ПРИМЕНЕНИЕ 2,3,4-ТРИМЕТОКСИ-5-ГИДРОКСИ-9,10-ДИГИДРОФЕНАНТРЕНА В КАЧЕСТВЕ СРЕДСТВА, ОБЛАДАЮЩЕГО АНТИАГРЕГАЦИОННОЙ АКТИВНОСТЬЮ Российский патент 2023 года по МПК C07C15/30 A61K31/56 A61P7/02 

Изобретение относится к области фитохимии, к применению биологически активных соединений природного происхождения - класса 9,10-дигидрофенантренов, а именно 2,3,4-триметокси-5-гидрокси-9,10-дигидрофенантрена формулы (1):

обладающему антиагрегационной активностью, что позволяет предложить его использование в фармакологии и медицине в качестве антиагреганта.

Существуют два основных способа получения 9,10-дигидрофенантренов известные из уровня техники - выделение из природных источников и химический синтез.

Известны структурные аналоги к заявляемому соединению, проявляющие антиагрегационное действие.

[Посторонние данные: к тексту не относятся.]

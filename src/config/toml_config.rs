use crate::adapters::as3_client::As3Client;
use crate::core::render::DeclarationRenderer;
use crate::domain::model::{ApplicationSpec, Configuration, DeclarationSettings};
use crate::utils::error::{As3Error, Result};
use crate::utils::validation::{validate_non_empty_string, validate_path, validate_range, validate_url, Validate};
use regex::Regex;
use serde::{Deserialize, Serialize};
use std::path::Path;
use std::time::Duration;

const DEFAULT_TIMEOUT_SECONDS: u64 = 60;
const DEFAULT_POLL_INTERVAL_SECONDS: u64 = 5;
const DEFAULT_TASK_TIMEOUT_SECONDS: u64 = 300;

/// The inventory file: device connection, declaration settings and applications.
/// Unknown keys anywhere in the file are rejected.
#[derive(Debug, Clone, Serialize, Deserialize)]
#[serde(deny_unknown_fields)]
pub struct DeployConfig {
    pub provider: Option<ProviderConfig>,
    pub declaration: DeclarationConfig,
    #[serde(default)]
    pub applications: Vec<ApplicationSpec>,
}

#[derive(Debug, Clone, Serialize, Deserialize)]
#[serde(deny_unknown_fields)]
pub struct ProviderConfig {
    pub server: String,
    pub user: String,
    pub password: String,
    pub validate_certs: Option<bool>,
    pub timeout_seconds: Option<u64>,
    pub poll_interval_seconds: Option<u64>,
    pub task_timeout_seconds: Option<u64>,
}

/// The `[declaration]` table: declaration header fields and optional
/// template override paths.
#[derive(Debug, Clone, Serialize, Deserialize)]
#[serde(deny_unknown_fields)]
pub struct DeclarationConfig {
    pub partition: String,
    pub schema_version: Option<String>,
    pub id: Option<String>,
    pub document_template: Option<String>,
    pub application_template: Option<String>,
}

impl DeclarationConfig {
    pub fn settings(&self) -> DeclarationSettings {
        DeclarationSettings {
            partition: self.partition.clone(),
            schema_version: self.schema_version.clone(),
            id: self.id.clone(),
        }
    }
}

impl DeployConfig {
    /// 從 TOML 檔案載入配置
    pub fn from_file<P: AsRef<Path>>(path: P) -> Result<Self> {
        let path = path.as_ref();
        let content = std::fs::read_to_string(path).map_err(|e| {
            As3Error::config(format!("cannot read '{}': {}", path.display(), e))
        })?;
        Self::from_toml_str(&content)
    }

    /// 從 TOML 字串解析配置
    pub fn from_toml_str(content: &str) -> Result<Self> {
        let processed_content = Self::substitute_env_vars(content)?;

        toml::from_str(&processed_content)
            .map_err(|e| As3Error::config(format!("TOML parsing error: {}", e)))
    }

    /// 替換環境變數 (例如 ${BIGIP_PASSWORD})；未設定的變數保持原樣
    fn substitute_env_vars(content: &str) -> Result<String> {
        let re = Regex::new(r"\$\{([^}]+)\}").map_err(|e| As3Error::config(e.to_string()))?;

        let result = re.replace_all(content, |caps: &regex::Captures| {
            let var_name = &caps[1];
            std::env::var(var_name).unwrap_or_else(|_| {
                tracing::warn!("Environment variable {} is not set, leaving it verbatim", var_name);
                format!("${{{}}}", var_name)
            })
        });

        Ok(result.to_string())
    }

    /// Builds the validated variable model.
    pub fn variables(&self) -> Result<Configuration> {
        Configuration::new(&self.declaration.settings(), &self.applications)
    }

    pub fn renderer(&self) -> Result<DeclarationRenderer> {
        let document = self.declaration.document_template.as_deref().map(Path::new);
        let application = self.declaration.application_template.as_deref().map(Path::new);
        DeclarationRenderer::from_paths(document, application)
    }

    pub fn provider(&self) -> Result<&ProviderConfig> {
        self.provider
            .as_ref()
            .ok_or_else(|| As3Error::config("a [provider] section is required to contact the device"))
    }

    pub fn client(&self) -> Result<As3Client> {
        self.provider()?.client()
    }

    pub fn validate_config(&self) -> Result<()> {
        if let Some(provider) = &self.provider {
            provider.validate()?;
        }

        if let Some(path) = &self.declaration.document_template {
            validate_path("declaration.document_template", path)?;
        }
        if let Some(path) = &self.declaration.application_template {
            validate_path("declaration.application_template", path)?;
        }

        self.variables().map(|_| ())
    }
}

impl ProviderConfig {
    pub fn timeout(&self) -> Duration {
        Duration::from_secs(self.timeout_seconds.unwrap_or(DEFAULT_TIMEOUT_SECONDS))
    }

    pub fn poll_interval(&self) -> Duration {
        Duration::from_secs(self.poll_interval_seconds.unwrap_or(DEFAULT_POLL_INTERVAL_SECONDS))
    }

    pub fn task_timeout(&self) -> Duration {
        Duration::from_secs(self.task_timeout_seconds.unwrap_or(DEFAULT_TASK_TIMEOUT_SECONDS))
    }

    pub fn client(&self) -> Result<As3Client> {
        As3Client::builder(&self.server, &self.user, &self.password)
            .validate_certs(self.validate_certs.unwrap_or(true))
            .request_timeout(self.timeout())
            .poll_interval(self.poll_interval())
            .task_timeout(self.task_timeout())
            .build()
    }
}

impl Validate for ProviderConfig {
    fn validate(&self) -> Result<()> {
        validate_url("provider.server", &self.server)?;
        validate_non_empty_string("provider.user", &self.user)?;
        validate_non_empty_string("provider.password", &self.password)?;

        if let Some(timeout) = self.timeout_seconds {
            validate_range("provider.timeout_seconds", timeout, 1, 3600)?;
        }
        if let Some(interval) = self.poll_interval_seconds {
            validate_range("provider.poll_interval_seconds", interval, 1, 600)?;
        }
        if let Some(timeout) = self.task_timeout_seconds {
            validate_range("provider.task_timeout_seconds", timeout, 1, 86400)?;
        }
        Ok(())
    }
}

impl Validate for DeployConfig {
    fn validate(&self) -> Result<()> {
        self.validate_config()
    }
}

#[cfg(test)]
mod tests {
    use super::*;
    use std::io::Write;
    use tempfile::NamedTempFile;

    const PLAYBOOK_VARS: &str = r#"
[provider]
server = "https://10.1.1.245"
user = "admin"
password = "admin"
validate_certs = false

[declaration]
partition = "ColNew"

[[applications]]
name = "web"
vsip = "10.39.2.1"
vsport = 80
memberport = 8080
poolname = "web_pool"
members = ["10.39.2.2", "10.39.2.3", "10.39.2.4"]
"#;

    #[test]
    fn test_parse_playbook_style_inventory() {
        let config = DeployConfig::from_toml_str(PLAYBOOK_VARS).unwrap();

        assert_eq!(config.declaration.partition, "ColNew");
        assert_eq!(config.applications.len(), 1);
        assert_eq!(config.applications[0].virtual_ip, "10.39.2.1");
        assert_eq!(config.applications[0].virtual_port, 80);
        assert_eq!(config.applications[0].pool_name, "web_pool");
        assert!(config.validate().is_ok());

        let provider = config.provider().unwrap();
        assert_eq!(provider.validate_certs, Some(false));
        assert_eq!(provider.poll_interval(), Duration::from_secs(5));
    }

    #[test]
    fn test_out_of_range_port_reaches_validation() {
        let content = PLAYBOOK_VARS.replace("vsport = 80", "vsport = 70000");

        let config = DeployConfig::from_toml_str(&content).unwrap();
        let err = config.validate().unwrap_err();
        assert!(matches!(err, As3Error::ValidationError { ref field, .. } if field == "applications[0].virtual_port"));
    }

    #[test]
    fn test_env_var_substitution() {
        std::env::set_var("AS3_DEPLOY_TEST_PASSWORD", "s3cr3t");

        let content = PLAYBOOK_VARS.replace(
            "password = \"admin\"",
            "password = \"${AS3_DEPLOY_TEST_PASSWORD}\"",
        );
        let config = DeployConfig::from_toml_str(&content).unwrap();
        assert_eq!(config.provider().unwrap().password, "s3cr3t");

        std::env::remove_var("AS3_DEPLOY_TEST_PASSWORD");
    }

    #[test]
    fn test_unset_env_var_left_verbatim() {
        let content = PLAYBOOK_VARS.replace(
            "user = \"admin\"",
            "user = \"${AS3_DEPLOY_TEST_SURELY_UNSET}\"",
        );
        let config = DeployConfig::from_toml_str(&content).unwrap();
        assert_eq!(config.provider().unwrap().user, "${AS3_DEPLOY_TEST_SURELY_UNSET}");
    }

    #[test]
    fn test_invalid_provider_url() {
        let content = PLAYBOOK_VARS.replace("https://10.1.1.245", "10.1.1.245");
        let config = DeployConfig::from_toml_str(&content).unwrap();
        assert!(config.validate().is_err());
    }

    #[test]
    fn test_provider_is_optional_for_rendering() {
        let content = PLAYBOOK_VARS
            .split("[declaration]")
            .nth(1)
            .map(|rest| format!("[declaration]{}", rest))
            .unwrap();
        let config = DeployConfig::from_toml_str(&content).unwrap();

        assert!(config.validate().is_ok());
        assert!(matches!(config.client(), Err(As3Error::ConfigError { .. })));
    }

    #[test]
    fn test_malformed_toml_is_config_error() {
        let err = DeployConfig::from_toml_str("[declaration\npartition = 1").unwrap_err();
        assert_eq!(err.exit_code(), 1);
        assert!(matches!(err, As3Error::ConfigError { .. }));
    }

    #[test]
    fn test_unknown_keys_are_config_errors() {
        let cases = [
            // 舊的 [templates] 表已不再支援
            format!("{}\n[templates]\ndocument = \"doc.json\"\n", PLAYBOOK_VARS),
            PLAYBOOK_VARS.replace("validate_certs = false", "validate_cert = false"),
            PLAYBOOK_VARS.replace("partition = \"ColNew\"", "partition = \"ColNew\"\ntemplate = \"app.json\""),
            PLAYBOOK_VARS.replace("poolname = \"web_pool\"", "poolname = \"web_pool\"\nmonitor = [\"http\"]"),
            PLAYBOOK_VARS.replace("poolname = \"web_pool\"", "poolname = \"web_pool\"\nservice-class = \"Service_HTTP\""),
        ];

        for content in &cases {
            let err = DeployConfig::from_toml_str(content).unwrap_err();
            assert!(
                matches!(err, As3Error::ConfigError { ref message } if message.contains("unknown field")),
                "expected unknown field error, got {:?}",
                err
            );
        }
    }

    #[test]
    fn test_template_paths_read_from_declaration_table() {
        let content = PLAYBOOK_VARS.replace(
            "partition = \"ColNew\"",
            "partition = \"ColNew\"\ndocument_template = \"doc.json\"\napplication_template = \"app.json\"",
        );
        let config = DeployConfig::from_toml_str(&content).unwrap();

        assert_eq!(config.declaration.document_template.as_deref(), Some("doc.json"));
        assert_eq!(config.declaration.application_template.as_deref(), Some("app.json"));
        assert_eq!(config.declaration.settings().partition, "ColNew");
    }

    #[test]
    fn test_config_from_file() {
        let mut temp_file = NamedTempFile::new().unwrap();
        temp_file.write_all(PLAYBOOK_VARS.as_bytes()).unwrap();

        let config = DeployConfig::from_file(temp_file.path()).unwrap();
        assert_eq!(config.variables().unwrap().partition(), "ColNew");
    }

    #[test]
    fn test_missing_file_is_config_error() {
        let err = DeployConfig::from_file("/nonexistent/as3-deploy.toml").unwrap_err();
        assert!(matches!(err, As3Error::ConfigError { .. }));
    }
}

Антиагрегационную активность заявляемого соединения - 2,3,4-триметокси-5-гидрокси-9,10- дигидрофенантрен ранее не была исследована.

Задачей изобретения является изыскание новых соединений, обладающих антиагрегационной активностью, и расширение арсенала средств воздействия на живой организм.

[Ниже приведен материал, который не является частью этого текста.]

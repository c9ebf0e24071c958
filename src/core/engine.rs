use crate::core::render::DeclarationRenderer;
use crate::core::{DeployAgent, Storage};
use crate::domain::model::{Configuration, Declaration, DeployReport};
use crate::utils::error::{As3Error, Result};

/// What a run produced. `report` is `None` for a dry run.
#[derive(Debug, Clone, PartialEq)]
pub struct RunOutcome {
    pub declaration: Declaration,
    pub report: Option<DeployReport>,
}

/// One render-and-submit run: render, optionally persist, then hand the
/// declaration to the agent. Stops at the first failure; nothing is retried.
pub struct DeployEngine<S: Storage> {
    renderer: DeclarationRenderer,
    storage: S,
    output: Option<String>,
    dry_run: bool,
}

impl<S: Storage> DeployEngine<S> {
    pub fn new(renderer: DeclarationRenderer, storage: S) -> Self {
        Self {
            renderer,
            storage,
            output: None,
            dry_run: false,
        }
    }

    /// Stop after rendering (and writing `--output`); the agent is never called.
    pub fn with_dry_run(mut self, dry_run: bool) -> Self {
        self.dry_run = dry_run;
        self
    }

    pub fn is_dry_run(&self) -> bool {
        self.dry_run
    }

    /// Also write the rendered declaration to `path` (relative to the storage root).
    pub fn with_output(mut self, path: Option<String>) -> Self {
        self.output = path;
        self
    }

    /// Render and persist without contacting the device.
    pub async fn prepare(&self, config: &Configuration) -> Result<Declaration> {
        tracing::info!(
            "🧩 Rendering declaration for partition {} ({} application(s))",
            config.partition(),
            config.applications().len()
        );
        let declaration = self.renderer.render(config)?;

        if let Some(path) = &self.output {
            let text = declaration.to_pretty_json()?;
            self.storage.write_file(path, text.as_bytes()).await?;
            tracing::info!("📁 Declaration saved to: {}", path);
        }

        Ok(declaration)
    }

    /// Render, persist, then submit unless this is a dry run. `agent` may be
    /// `None` only for a dry run.
    pub async fn run<A>(&self, config: &Configuration, agent: Option<&A>) -> Result<RunOutcome>
    where
        A: DeployAgent + ?Sized,
    {
        let declaration = self.prepare(config).await?;

        if self.dry_run {
            tracing::info!(
                "🔍 DRY RUN MODE - declaration for {} was not submitted",
                declaration.tenant
            );
            return Ok(RunOutcome {
                declaration,
                report: None,
            });
        }

        let agent = agent.ok_or_else(|| {
            As3Error::config("a [provider] section is required unless running with --dry-run")
        })?;
        let report = agent.submit(&declaration).await?;
        tracing::info!("✅ Partition {} deployed: {}", report.tenant, report.message);

        Ok(RunOutcome {
            declaration,
            report: Some(report),
        })
    }

    pub async fn remove<A>(&self, tenant: &str, agent: &A) -> Result<DeployReport>
    where
        A: DeployAgent + ?Sized,
    {
        let report = agent.remove(tenant).await?;
        tracing::info!("✅ Partition {} removed: {}", report.tenant, report.message);
        Ok(report)
    }
}
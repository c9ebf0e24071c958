pub mod declaration;
pub mod engine;
pub mod render;
pub mod template;

pub use crate::domain::model::{Configuration, Declaration, DeployReport};
pub use crate::domain::ports::{DeployAgent, Storage};
pub use crate::utils::error::Result;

Поставленная задача решается тем, что соединение - 2,3,4-триметокси-5-гидрокси-9,10-дигидрофенантрен (1) проявляет высокую антиагрегационную активность при низкой токсичности.

Получают заявляемое соединение путем выделения из надземной части водяники черной - Empetrum nigrum L.

Изобретение иллюстрируется следующими примерами.

Пример 1. Получение заявляемого соединения (1).

Проводилась экстракция высушенного сырья - побеги Водяники черной (масса - 10 гр.) н-гексаном (V = 200 мл). Экстракция проводилась до полного истощения сырья. Полученное извлечение выпаривалось на вакуумно-ротационном испарителе марки Heidolph при 60°C досуха и перерастворялась в 25 мл 96% этиловом спирте. Анализ полученных фракций и индивидуальных соединений проводили на аналитическом ВЭЖХ компании Shimadzu. Выделение индивидуального соединения проводили на препаративном ВЭЖХ компании Knauer.

Характеристика метода аналитического ВЭЖХ:

Хроматографическая колонка «SUPELCOSIL» LC-18, 25см x 4.6 мм, 5 мкм. Температура анализа - 40°C. Элюент: вода (компонент А), ацетонитрил (компонент В) с содержанием ТФУ 0,1%.

Время (мин) Скорость потока (мл/мин) Концентрация компонента А (%) Концентрация компонента В (%) 0,01 1,00 95 5 5,00 1,00 95 5 45,75 1,00 0 100 50,00 1,00 0 100 60,00 1,00 95 5 65,00 1,00 95 5

Время удерживания: 33,085 мин.

Характеристика метода препаративного ВЭЖХ:

Хроматографическая колонка «Kromasil» 100-5C18, 250 x 30 мм. Скорость потока 40 мл/мин. Элюент: вода (компонент А), ацетонитрил (компонент В) с содержанием ТФУ 0,1%.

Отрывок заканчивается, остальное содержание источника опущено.